[Items listed in a dataset]
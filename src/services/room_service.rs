use crate::{
    models::room::{RoomCode, RoomSummary},
    state::AppState,
};

pub async fn get_room_info(state: &AppState, room: &RoomCode) -> Option<RoomSummary> {
    let endpoint = state.rooms.lookup(room)?;
    let snapshot = state
        .sessions
        .lock()
        .await
        .get(room)
        .map(|rx| rx.borrow().clone())
        .filter(|s| s.room_code == *room);

    Some(RoomSummary {
        room_code: room.clone(),
        links: endpoint.links.len(),
        phase: snapshot.as_ref().map(|s| s.phase),
        players: snapshot.as_ref().map(|s| s.players.len()),
    })
}

pub async fn get_rooms(state: &AppState) -> Vec<RoomSummary> {
    let mut codes = state.rooms.codes();
    codes.sort_by(|a, b| a.as_str().cmp(b.as_str()));
    let mut rooms = Vec::with_capacity(codes.len());
    for code in codes {
        if let Some(summary) = get_room_info(state, &code).await {
            rooms.push(summary);
        }
    }
    rooms
}
pub mod connection;
pub mod directory;
pub mod local;
pub mod ws_client;
pub mod ws_host;

pub use connection::{ConnectionLayer, Inbound, NetworkError};
pub use directory::{LinkId, RoomDirectory, HOST_LINK};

**Work to be completed**:
Return the data in its entirety, exactly as given.

**Answer below**:
filename src/services/room_service.rs
use crate::{
    models::room::{RoomCode, RoomSummary},
    state::AppState,
};

pub async fn get_room_info(state: &AppState, room: &RoomCode) -> Option<RoomSummary> {
    let endpoint = state.rooms.lookup(room)?;
    let snapshot = state
        .sessions
        .lock()
        .await
        .get(room)
        .map(|rx| rx.borrow().clone())
        .filter(|s| s.room_code == *room);

    Some(RoomSummary {
        room_code: room.clone(),
        links: endpoint.links.len(),
        phase: snapshot.as_ref().map(|s| s.phase),
        players: snapshot.as_ref().map(|s| s.players.len()),
    })
}

pub async fn get_rooms(state: &AppState) -> Vec<RoomSummary> {
    let mut codes = state.rooms.codes();
    codes.sort_by(|a, b| a.as_str().cmp(b.as_str()));
    let mut rooms = Vec::with_capacity(codes.len());
    for code in codes {
        if let Some(summary) = get_room_info(state, &code).await {
            rooms.push(summary);
        }
    }
    rooms
}
pub mod connection;
pub mod directory;
pub mod local;
pub mod ws_client;
pub mod ws_host;

pub use connection::{ConnectionLayer, Inbound, NetworkError};
pub use directory::{LinkId, RoomDirectory, HOST_LINK};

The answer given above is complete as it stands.